2. flame moss, i just absolutely love this moss. looks so cool, and has a sort of darker green to give a little more contrast again. it would look pretty interesting with the shape of the wood as well.

3. Singapore moss, a fairly nice light green moss. might bring the look of the Rotala more into the over all appeal more. if that makes any sense.

the final step is going to be adding some HC to the foreground after i get a second light. currently one 13W "full spectrum" PC light is all i have. in fact its the only equipment i have for the whole tank. but thats going to have to wait as I'm in college, just moved to a new city, and am still looking for a part time job.

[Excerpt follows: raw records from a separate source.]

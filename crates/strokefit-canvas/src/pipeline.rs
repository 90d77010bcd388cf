//! Stroke pipeline
//!
//! Wires the curve algorithms to the segment store:
//!
//! ```text
//! Stroke ─► segment ─► per sub-run: simplify + fit ─► store (one batch)
//! store  ─► sample every segment ─► id → polyline
//! ```
//!
//! Failures are scoped to one sub-run. A rejected sub-run is reported and
//! skipped; its siblings still reach the store.

use std::collections::HashMap;

use strokefit_core::{
    CurveParameters, CurveSegment, Error, FitSource, Point, Result, Stroke,
};
use strokefit_curves::{CurveFitter, RdpSimplifier, SegmentSampler, StrokeSegmenter};

use crate::store::SegmentStore;

/// Point counts for one sub-run
#[derive(Debug, Clone, Copy, PartialEq, Eq)]
pub struct SubRunSummary {
    /// Points produced by the segmenter
    pub raw_points: usize,
    /// Points left after RDP simplification
    pub simplified_points: usize,
}

/// A sub-run that did not produce a segment
#[derive(Debug)]
pub struct SubRunFailure {
    /// Position of the sub-run within the stroke
    pub index: usize,
    pub error: Error,
}

/// Outcome of processing one stroke
#[derive(Debug, Default)]
pub struct StrokeReport {
    pub sub_runs: Vec<SubRunSummary>,
    /// Ids of the segments appended to the store, in sub-run order
    pub appended: Vec<String>,
    pub failures: Vec<SubRunFailure>,
}

impl StrokeReport {
    /// Every sub-run produced a segment.
    pub fn is_complete(&self) -> bool {
        self.failures.is_empty()
    }

    pub fn sub_run_count(&self) -> usize {
        self.sub_runs.len()
    }
}

/// Stroke processing pipeline bound to a segment store
#[derive(Debug, Clone)]
pub struct StrokePipeline {
    params: CurveParameters,
    segmenter: StrokeSegmenter,
    simplifier: RdpSimplifier,
    fitter: CurveFitter,
    sampler: SegmentSampler,
    store: SegmentStore,
}

impl StrokePipeline {
    /// Create a pipeline with its own empty store.
    pub fn new(params: CurveParameters) -> Result<Self> {
        Self::with_store(params, SegmentStore::new())
    }

    /// Create a pipeline writing into an existing store.
    pub fn with_store(params: CurveParameters, store: SegmentStore) -> Result<Self> {
        params.validate()?;

        Ok(Self {
            segmenter: StrokeSegmenter::from_params(&params),
            simplifier: RdpSimplifier::from_params(&params),
            fitter: CurveFitter::from_params(&params),
            sampler: SegmentSampler::from_params(&params)?,
            params,
            store,
        })
    }

    pub fn params(&self) -> &CurveParameters {
        &self.params
    }

    pub fn store(&self) -> &SegmentStore {
        &self.store
    }

    /// Clear every stored segment.
    pub fn reset_segments(&self) {
        self.store.reset();
        tracing::info!("Segments reset");
    }

    /// Validate raw points as a stroke, then process it.
    pub fn process_points(&self, points: Vec<Point>) -> Result<StrokeReport> {
        let stroke = Stroke::new(points)?;
        Ok(self.process_stroke(&stroke))
    }

    /// Segment, simplify and fit a stroke, appending the fitted segments.
    ///
    /// All segments of the stroke are appended in one store operation.
    pub fn process_stroke(&self, stroke: &Stroke) -> StrokeReport {
        let runs = self.segmenter.segment_stroke(stroke);
        let mut report = StrokeReport::default();
        let mut fitted = Vec::with_capacity(runs.len());
        let color = if self.params.use_stroke_color {
            stroke.color()
        } else {
            None
        };

        for (index, run) in runs.iter().enumerate() {
            let simplified = self.simplifier.simplify(run);
            tracing::debug!(
                "Sub-run {}: {} points, {} after simplification",
                index,
                run.len(),
                simplified.len()
            );
            report.sub_runs.push(SubRunSummary {
                raw_points: run.len(),
                simplified_points: simplified.len(),
            });

            let source: &[Point] = match self.params.fit_source {
                FitSource::Raw => run,
                FitSource::Simplified => &simplified,
            };

            match self.fitter.fit_segment(source, color) {
                Ok(segment) => fitted.push(segment),
                Err(error) => {
                    tracing::warn!(index, error = %error, "Sub-run rejected");
                    report.failures.push(SubRunFailure { index, error });
                }
            }
        }

        report.appended = fitted.iter().map(|s| s.id().to_string()).collect();
        self.store.append_all(fitted);

        tracing::info!(
            "Processed stroke: {} points, {} sub-runs, {} segments stored, {} rejected",
            stroke.len(),
            report.sub_runs.len(),
            report.appended.len(),
            report.failures.len()
        );
        report
    }

    /// Render one segment as a polyline.
    pub fn render_segment(&self, segment: &CurveSegment) -> Vec<Point> {
        self.sampler.sample(segment)
    }

    /// Render every stored segment, keyed by segment id.
    pub fn render_all(&self) -> HashMap<String, Vec<Point>> {
        self.store
            .list_all()
            .into_iter()
            .map(|segment| {
                let polyline = self.sampler.sample(&segment);
                (segment.id().to_string(), polyline)
            })
            .collect()
    }
}
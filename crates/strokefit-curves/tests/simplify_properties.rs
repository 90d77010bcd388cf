use proptest::prelude::*;
use strokefit_curves::{perpendicular_distance, RdpSimplifier};
use strokefit_core::Point;

fn point_strategy() -> impl Strategy<Value = Point> {
    (-500.0f64..500.0, -500.0f64..500.0).prop_map(|(x, y)| Point::new(x, y))
}

/// True when `sub` appears in `full` in the same relative order.
fn is_subsequence(sub: &[Point], full: &[Point]) -> bool {
    let mut it = full.iter();
    sub.iter().all(|p| it.any(|q| q == p))
}

proptest! {
    #[test]
    fn simplified_is_ordered_subsequence(
        points in prop::collection::vec(point_strategy(), 2..60),
        epsilon in 0.01f64..20.0,
    ) {
        let simplified = RdpSimplifier::new(epsilon).simplify(&points);

        prop_assert!(simplified.len() <= points.len());
        prop_assert!(simplified.len() >= 2);
        prop_assert_eq!(simplified.first(), points.first());
        prop_assert_eq!(simplified.last(), points.last());
        prop_assert!(is_subsequence(&simplified, &points));
    }

    #[test]
    fn collinear_runs_collapse(
        n in 2usize..80,
        slope in -10.0f64..10.0,
        epsilon in 0.01f64..5.0,
    ) {
        let points: Vec<Point> = (0..n)
            .map(|i| Point::new(i as f64, slope * i as f64 + 3.0))
            .collect();
        let simplified = RdpSimplifier::new(epsilon).simplify(&points);
        prop_assert_eq!(simplified, vec![points[0], points[n - 1]]);
    }

    #[test]
    fn points_on_segment_have_zero_distance(
        a in point_strategy(),
        b in point_strategy(),
        t in 0.0f64..1.0,
    ) {
        prop_assume!(a.distance_to(&b) > 1e-3);
        let on = Point::new(a.x + t * (b.x - a.x), a.y + t * (b.y - a.y));
        prop_assert!(perpendicular_distance(on, a, b) < 1e-9);
    }
}

#[test]
fn dropped_points_lie_within_epsilon_of_kept_chord() {
    let epsilon = 0.5;
    let points: Vec<Point> = (0..=40)
        .map(|i| {
            let x = i as f64;
            Point::new(x, (x / 6.0).sin() * 10.0)
        })
        .collect();
    let simplified = RdpSimplifier::new(epsilon).simplify(&points);
    assert!(simplified.len() < points.len());

    for chord in simplified.windows(2) {
        let from = points.iter().position(|p| *p == chord[0]).unwrap();
        let to = points.iter().position(|p| *p == chord[1]).unwrap();
        for p in &points[from..=to] {
            assert!(perpendicular_distance(*p, chord[0], chord[1]) <= epsilon + 1e-9);
        }
    }
}
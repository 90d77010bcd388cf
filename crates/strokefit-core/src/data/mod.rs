//! Data models for strokes and fitted curve segments.

mod segment;

pub use segment::CurveSegment;

use serde::{Deserialize, Serialize};

use crate::error::StrokeError;

/// A 2D point sampled from pointer movement
#[derive(Debug, Clone, Copy, PartialEq, Default, Serialize, Deserialize)]
pub struct Point {
    pub x: f64,
    pub y: f64,
}

impl Point {
    pub fn new(x: f64, y: f64) -> Self {
        Self { x, y }
    }

    pub fn distance_to(&self, other: &Point) -> f64 {
        let dx = self.x - other.x;
        let dy = self.y - other.y;
        (dx * dx + dy * dy).sqrt()
    }

    /// Both coordinates are neither NaN nor infinite.
    pub fn is_finite(&self) -> bool {
        self.x.is_finite() && self.y.is_finite()
    }
}

impl From<(f64, f64)> for Point {
    fn from((x, y): (f64, f64)) -> Self {
        Self { x, y }
    }
}

/// An ordered freehand stroke, in sampling order
///
/// Always holds at least two finite points.
#[derive(Debug, Clone, PartialEq, Serialize, Deserialize)]
#[serde(try_from = "StrokeRecord")]
pub struct Stroke {
    color: Option<String>,
    points: Vec<Point>,
}

impl Stroke {
    /// Create a stroke, validating the point sequence.
    pub fn new(points: Vec<Point>) -> Result<Self, StrokeError> {
        if points.len() < 2 {
            return Err(StrokeError::TooFewPoints {
                count: points.len(),
            });
        }

        if let Some(index) = points.iter().position(|p| !p.is_finite()) {
            return Err(StrokeError::NonFinitePoint { index });
        }

        Ok(Self {
            color: None,
            points,
        })
    }

    /// Attach the color the stroke was drawn with.
    pub fn with_color(mut self, color: impl Into<String>) -> Self {
        let color = color.into();
        self.color = if color.trim().is_empty() {
            None
        } else {
            Some(color)
        };
        self
    }

    pub fn color(&self) -> Option<&str> {
        self.color.as_deref()
    }

    pub fn points(&self) -> &[Point] {
        &self.points
    }

    pub fn len(&self) -> usize {
        self.points.len()
    }

    pub fn is_empty(&self) -> bool {
        self.points.is_empty()
    }
}

/// Wire shape of a stroke before validation.
#[derive(Debug, Deserialize)]
struct StrokeRecord {
    #[serde(default)]
    color: Option<String>,
    points: Vec<Point>,
}

impl TryFrom<StrokeRecord> for Stroke {
    type Error = StrokeError;

    fn try_from(record: StrokeRecord) -> Result<Self, Self::Error> {
        let stroke = Stroke::new(record.points)?;
        Ok(match record.color {
            Some(color) => stroke.with_color(color),
            None => stroke,
        })
    }
}
//! Tunable parameters for the stroke pipeline.
//!
//! The polynomial degree lives here once and is read by the segmenter
//! (vertical-reversal limit), the fitter, and every stored segment.

use serde::{Deserialize, Serialize};

use crate::constants::{
    DEFAULT_COLOR, DEFAULT_DEGREE, DEFAULT_EPSILON, DEFAULT_SAMPLE_STEP, DEFAULT_X_TOLERANCE,
    DEFAULT_Y_TOLERANCE, MAX_DEGREE,
};
use crate::error::CurveError;

/// What the fitter does when a sub-run has fewer than `degree + 1`
/// distinct x-values.
#[derive(Debug, Clone, Copy, PartialEq, Eq, Default, Serialize, Deserialize)]
#[serde(rename_all = "snake_case")]
pub enum UnderdeterminedPolicy {
    /// Refuse the sub-run with `FitError::InsufficientData`.
    #[default]
    Reject,
    /// Fit the highest degree the data supports and zero-pad the
    /// remaining coefficients.
    ReduceDegree,
}

impl std::fmt::Display for UnderdeterminedPolicy {
    fn fmt(&self, f: &mut std::fmt::Formatter<'_>) -> std::fmt::Result {
        match self {
            Self::Reject => write!(f, "reject"),
            Self::ReduceDegree => write!(f, "reduce_degree"),
        }
    }
}

/// Which version of a sub-run is handed to the fitter.
#[derive(Debug, Clone, Copy, PartialEq, Eq, Default, Serialize, Deserialize)]
#[serde(rename_all = "snake_case")]
pub enum FitSource {
    /// The full, unsimplified sub-run.
    #[default]
    Raw,
    /// The RDP-simplified sub-run.
    Simplified,
}

impl std::fmt::Display for FitSource {
    fn fmt(&self, f: &mut std::fmt::Formatter<'_>) -> std::fmt::Result {
        match self {
            Self::Raw => write!(f, "raw"),
            Self::Simplified => write!(f, "simplified"),
        }
    }
}

/// Complete set of curve pipeline parameters
#[derive(Debug, Clone, PartialEq, Serialize, Deserialize)]
#[serde(default)]
pub struct CurveParameters {
    /// Polynomial degree
    pub degree: usize,
    /// RDP tolerance
    pub epsilon: f64,
    /// Horizontal direction noise threshold
    pub x_tolerance: f64,
    /// Vertical direction noise threshold
    pub y_tolerance: f64,
    /// Renderer x-step
    pub sample_step: f64,
    /// Color written to fitted segments
    pub default_color: String,
    /// Use the stroke's own color, when it has one, instead of `default_color`
    pub use_stroke_color: bool,
    /// Fallback for underdetermined sub-runs
    pub underdetermined: UnderdeterminedPolicy,
    /// Raw or simplified sub-run feeds the fitter
    pub fit_source: FitSource,
}

impl Default for CurveParameters {
    fn default() -> Self {
        Self {
            degree: DEFAULT_DEGREE,
            epsilon: DEFAULT_EPSILON,
            x_tolerance: DEFAULT_X_TOLERANCE,
            y_tolerance: DEFAULT_Y_TOLERANCE,
            sample_step: DEFAULT_SAMPLE_STEP,
            default_color: DEFAULT_COLOR.to_string(),
            use_stroke_color: false,
            underdetermined: UnderdeterminedPolicy::default(),
            fit_source: FitSource::default(),
        }
    }
}

impl CurveParameters {
    /// Number of coefficients a fitted segment carries.
    pub fn coefficient_count(&self) -> usize {
        self.degree + 1
    }

    /// Validate parameters
    pub fn validate(&self) -> Result<(), CurveError> {
        if self.degree == 0 || self.degree > MAX_DEGREE {
            return Err(CurveError::invalid(
                "degree",
                format!("must be in 1..={}, got {}", MAX_DEGREE, self.degree),
            ));
        }

        if !self.epsilon.is_finite() || self.epsilon <= 0.0 {
            return Err(CurveError::invalid("epsilon", "must be > 0"));
        }

        if !self.x_tolerance.is_finite() || self.x_tolerance < 0.0 {
            return Err(CurveError::invalid("x_tolerance", "must be >= 0"));
        }

        if !self.y_tolerance.is_finite() || self.y_tolerance < 0.0 {
            return Err(CurveError::invalid("y_tolerance", "must be >= 0"));
        }

        if !self.sample_step.is_finite() || self.sample_step <= 0.0 {
            return Err(CurveError::invalid("sample_step", "must be > 0"));
        }

        if self.default_color.trim().is_empty() {
            return Err(CurveError::invalid("default_color", "must not be empty"));
        }

        Ok(())
    }
}
//! # StrokeFit Curves
//!
//! The stroke-processing algorithms, leaf-first:
//!
//! - **Geometry**: perpendicular distance to a line
//! - **Simplifier**: Ramer-Douglas-Peucker reduction of a point run
//! - **Segmenter**: splits a stroke into direction-consistent sub-runs
//! - **Fitter**: least-squares polynomial coefficients for a sub-run
//! - **Sampler**: re-samples a fitted segment into a polyline
//!
//! ```text
//! Stroke ──► StrokeSegmenter ──► sub-runs ──┬─► RdpSimplifier
//!                                           └─► CurveFitter ──► CurveSegment
//! CurveSegment ──► SegmentSampler ──► polyline
//! ```
//!
//! Every component can be built from a shared
//! [`CurveParameters`](strokefit_core::CurveParameters) so the polynomial
//! degree stays consistent across them.

pub mod fitter;
pub mod geometry;
pub mod sampler;
pub mod segmenter;
pub mod simplify;

pub use fitter::{count_distinct_x, rms_residual, CurveFitter};
pub use geometry::perpendicular_distance;
pub use sampler::SegmentSampler;
pub use segmenter::{Direction, StrokeSegmenter};
pub use simplify::RdpSimplifier;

so this is where i employ all the nano experts and the makers of all those gorgeous nanos I'm always seeing, to leave me some thoughts and constructive criticism on this tank. 

thanks, Dan


----------



## OverStocked (May 26, 2007)

generally speaking WORDS make a post a lot better. Hard to follow how it transforms without some sort of narative....


----------



## fish_fasinated (Mar 30, 2006)

lol i know, meant to hit preview instead of post.

now iv edited and added words.


----------



## fish_fasinated (Mar 30, 2006)

oh come on no thoughts from anyone?


----------



## epicfish (Sep 11, 2006)

I like it so far. The anubias looks like a giant in the tank.

Maybe you can consider some smaller plants like dwarf hairgrass, HC, glosso, HM to make the tank seem larger than it is? 

Cryptocoryne parva is another nice one.


----------



## fish_fasinated (Mar 30, 2006)

hence the reason for the redo. the wood will more then likely be moss. just don't know which type out of the three i have. rotala will be added into the back and hc is comming after adding another light as im only sitting at with one 13W PC light right now. i know lots to read, most dont like to.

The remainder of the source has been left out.